▶ WHAT TO WORK ON: Note each line in the data holding the string "ResourceState" and report it.

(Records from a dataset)

▼

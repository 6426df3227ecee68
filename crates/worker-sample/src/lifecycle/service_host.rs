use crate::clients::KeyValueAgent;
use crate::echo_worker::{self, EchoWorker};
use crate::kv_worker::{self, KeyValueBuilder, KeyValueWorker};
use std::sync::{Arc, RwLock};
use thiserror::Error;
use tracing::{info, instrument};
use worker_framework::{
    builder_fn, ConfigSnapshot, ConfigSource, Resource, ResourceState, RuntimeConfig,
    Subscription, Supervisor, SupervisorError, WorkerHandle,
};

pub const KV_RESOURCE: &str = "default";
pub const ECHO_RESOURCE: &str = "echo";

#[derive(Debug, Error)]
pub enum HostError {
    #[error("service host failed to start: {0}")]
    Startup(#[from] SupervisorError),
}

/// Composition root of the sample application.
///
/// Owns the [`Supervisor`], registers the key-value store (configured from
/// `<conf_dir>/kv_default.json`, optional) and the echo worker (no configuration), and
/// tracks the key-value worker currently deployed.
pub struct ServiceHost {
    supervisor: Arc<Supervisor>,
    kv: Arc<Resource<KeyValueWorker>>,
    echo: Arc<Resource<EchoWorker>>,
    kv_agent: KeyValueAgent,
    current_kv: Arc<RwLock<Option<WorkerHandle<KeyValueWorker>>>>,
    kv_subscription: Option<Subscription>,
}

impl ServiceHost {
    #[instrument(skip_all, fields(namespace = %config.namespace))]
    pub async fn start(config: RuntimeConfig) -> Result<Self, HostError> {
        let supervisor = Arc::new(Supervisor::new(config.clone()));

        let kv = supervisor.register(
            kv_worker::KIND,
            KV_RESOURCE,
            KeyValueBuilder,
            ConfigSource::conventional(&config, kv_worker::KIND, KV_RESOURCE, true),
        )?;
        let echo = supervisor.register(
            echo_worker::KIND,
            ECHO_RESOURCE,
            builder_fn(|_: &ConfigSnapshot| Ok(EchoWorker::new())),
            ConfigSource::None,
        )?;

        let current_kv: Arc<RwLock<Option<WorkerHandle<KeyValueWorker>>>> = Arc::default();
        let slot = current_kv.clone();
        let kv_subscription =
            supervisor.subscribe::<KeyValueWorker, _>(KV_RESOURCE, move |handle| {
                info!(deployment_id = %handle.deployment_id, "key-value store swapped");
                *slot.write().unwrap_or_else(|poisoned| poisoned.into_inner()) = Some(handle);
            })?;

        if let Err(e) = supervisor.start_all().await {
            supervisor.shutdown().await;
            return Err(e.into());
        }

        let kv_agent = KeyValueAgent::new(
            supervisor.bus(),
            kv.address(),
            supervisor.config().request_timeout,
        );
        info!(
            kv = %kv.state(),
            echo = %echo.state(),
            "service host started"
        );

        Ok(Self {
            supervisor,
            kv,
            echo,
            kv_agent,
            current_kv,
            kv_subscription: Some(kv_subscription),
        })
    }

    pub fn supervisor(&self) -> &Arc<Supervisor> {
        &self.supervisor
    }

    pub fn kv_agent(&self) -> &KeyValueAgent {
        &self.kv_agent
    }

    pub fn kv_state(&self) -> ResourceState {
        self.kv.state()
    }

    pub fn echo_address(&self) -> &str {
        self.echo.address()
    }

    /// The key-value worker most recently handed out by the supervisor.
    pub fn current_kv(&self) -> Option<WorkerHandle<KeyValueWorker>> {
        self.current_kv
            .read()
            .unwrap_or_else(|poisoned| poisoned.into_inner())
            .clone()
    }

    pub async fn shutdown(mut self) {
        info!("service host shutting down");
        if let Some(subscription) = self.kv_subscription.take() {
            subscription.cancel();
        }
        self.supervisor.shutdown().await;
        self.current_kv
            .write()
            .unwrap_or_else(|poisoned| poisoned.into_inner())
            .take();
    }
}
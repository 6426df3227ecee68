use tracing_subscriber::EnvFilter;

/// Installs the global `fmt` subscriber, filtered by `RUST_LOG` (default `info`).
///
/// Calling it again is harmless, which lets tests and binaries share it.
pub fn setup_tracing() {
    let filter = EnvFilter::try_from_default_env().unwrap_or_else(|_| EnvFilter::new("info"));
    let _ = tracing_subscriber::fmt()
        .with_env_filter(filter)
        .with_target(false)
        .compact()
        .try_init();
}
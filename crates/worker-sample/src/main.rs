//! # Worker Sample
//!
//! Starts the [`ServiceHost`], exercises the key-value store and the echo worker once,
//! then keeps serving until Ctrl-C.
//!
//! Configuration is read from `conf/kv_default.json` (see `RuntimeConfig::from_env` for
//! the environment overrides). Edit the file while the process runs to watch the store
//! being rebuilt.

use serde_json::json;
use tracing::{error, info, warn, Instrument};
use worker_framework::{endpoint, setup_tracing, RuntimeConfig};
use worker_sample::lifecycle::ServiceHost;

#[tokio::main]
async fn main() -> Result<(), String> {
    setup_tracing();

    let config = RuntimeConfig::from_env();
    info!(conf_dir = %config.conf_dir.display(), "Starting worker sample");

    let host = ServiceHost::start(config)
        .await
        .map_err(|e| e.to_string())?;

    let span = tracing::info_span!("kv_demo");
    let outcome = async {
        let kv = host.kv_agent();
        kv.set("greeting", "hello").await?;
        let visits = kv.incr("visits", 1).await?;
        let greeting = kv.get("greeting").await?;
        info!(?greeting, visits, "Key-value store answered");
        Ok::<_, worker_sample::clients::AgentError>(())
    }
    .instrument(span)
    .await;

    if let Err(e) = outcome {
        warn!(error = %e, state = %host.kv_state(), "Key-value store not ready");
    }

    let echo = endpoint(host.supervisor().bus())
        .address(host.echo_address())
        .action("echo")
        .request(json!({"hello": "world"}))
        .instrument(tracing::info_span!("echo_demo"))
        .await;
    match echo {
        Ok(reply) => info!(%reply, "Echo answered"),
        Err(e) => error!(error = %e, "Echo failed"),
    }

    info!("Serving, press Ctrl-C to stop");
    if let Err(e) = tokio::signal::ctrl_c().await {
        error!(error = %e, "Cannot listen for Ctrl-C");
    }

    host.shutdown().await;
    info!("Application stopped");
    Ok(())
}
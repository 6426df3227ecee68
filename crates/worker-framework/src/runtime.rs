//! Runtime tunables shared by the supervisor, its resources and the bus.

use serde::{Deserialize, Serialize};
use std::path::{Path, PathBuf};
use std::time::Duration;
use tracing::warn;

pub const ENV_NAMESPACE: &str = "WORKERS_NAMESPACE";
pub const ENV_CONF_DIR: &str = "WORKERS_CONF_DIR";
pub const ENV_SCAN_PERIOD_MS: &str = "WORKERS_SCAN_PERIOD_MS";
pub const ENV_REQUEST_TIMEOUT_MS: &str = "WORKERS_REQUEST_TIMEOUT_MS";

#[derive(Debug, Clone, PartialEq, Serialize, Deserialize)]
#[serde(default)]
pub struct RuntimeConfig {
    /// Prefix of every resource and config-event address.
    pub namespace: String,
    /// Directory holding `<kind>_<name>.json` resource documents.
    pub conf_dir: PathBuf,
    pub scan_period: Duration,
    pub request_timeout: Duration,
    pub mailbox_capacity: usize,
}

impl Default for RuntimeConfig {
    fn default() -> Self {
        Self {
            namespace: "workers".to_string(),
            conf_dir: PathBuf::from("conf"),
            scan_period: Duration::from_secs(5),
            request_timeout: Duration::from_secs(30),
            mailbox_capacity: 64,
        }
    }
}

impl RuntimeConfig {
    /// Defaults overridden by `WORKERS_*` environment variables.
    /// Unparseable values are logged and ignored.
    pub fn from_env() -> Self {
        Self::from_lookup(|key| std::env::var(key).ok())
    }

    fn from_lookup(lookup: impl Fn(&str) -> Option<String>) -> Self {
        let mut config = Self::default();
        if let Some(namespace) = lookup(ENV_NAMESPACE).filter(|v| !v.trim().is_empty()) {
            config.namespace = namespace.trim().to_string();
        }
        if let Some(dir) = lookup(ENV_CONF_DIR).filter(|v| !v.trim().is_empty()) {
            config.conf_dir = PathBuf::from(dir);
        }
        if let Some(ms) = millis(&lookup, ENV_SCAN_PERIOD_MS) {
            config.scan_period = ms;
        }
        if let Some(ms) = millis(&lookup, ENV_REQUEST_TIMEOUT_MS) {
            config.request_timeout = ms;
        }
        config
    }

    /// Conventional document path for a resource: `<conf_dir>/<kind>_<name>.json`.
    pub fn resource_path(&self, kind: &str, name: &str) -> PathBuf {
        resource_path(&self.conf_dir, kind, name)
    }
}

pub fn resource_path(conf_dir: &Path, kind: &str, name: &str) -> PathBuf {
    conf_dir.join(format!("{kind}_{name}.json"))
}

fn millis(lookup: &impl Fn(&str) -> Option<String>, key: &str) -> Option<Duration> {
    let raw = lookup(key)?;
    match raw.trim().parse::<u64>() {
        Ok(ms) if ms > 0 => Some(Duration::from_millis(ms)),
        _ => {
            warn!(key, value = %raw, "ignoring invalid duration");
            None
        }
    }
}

▲

▶ REPLY:
    builder_fn, ConfigSnapshot, ConfigSource, Resource, ResourceState, RuntimeConfig,
    pub fn kv_state(&self) -> ResourceState {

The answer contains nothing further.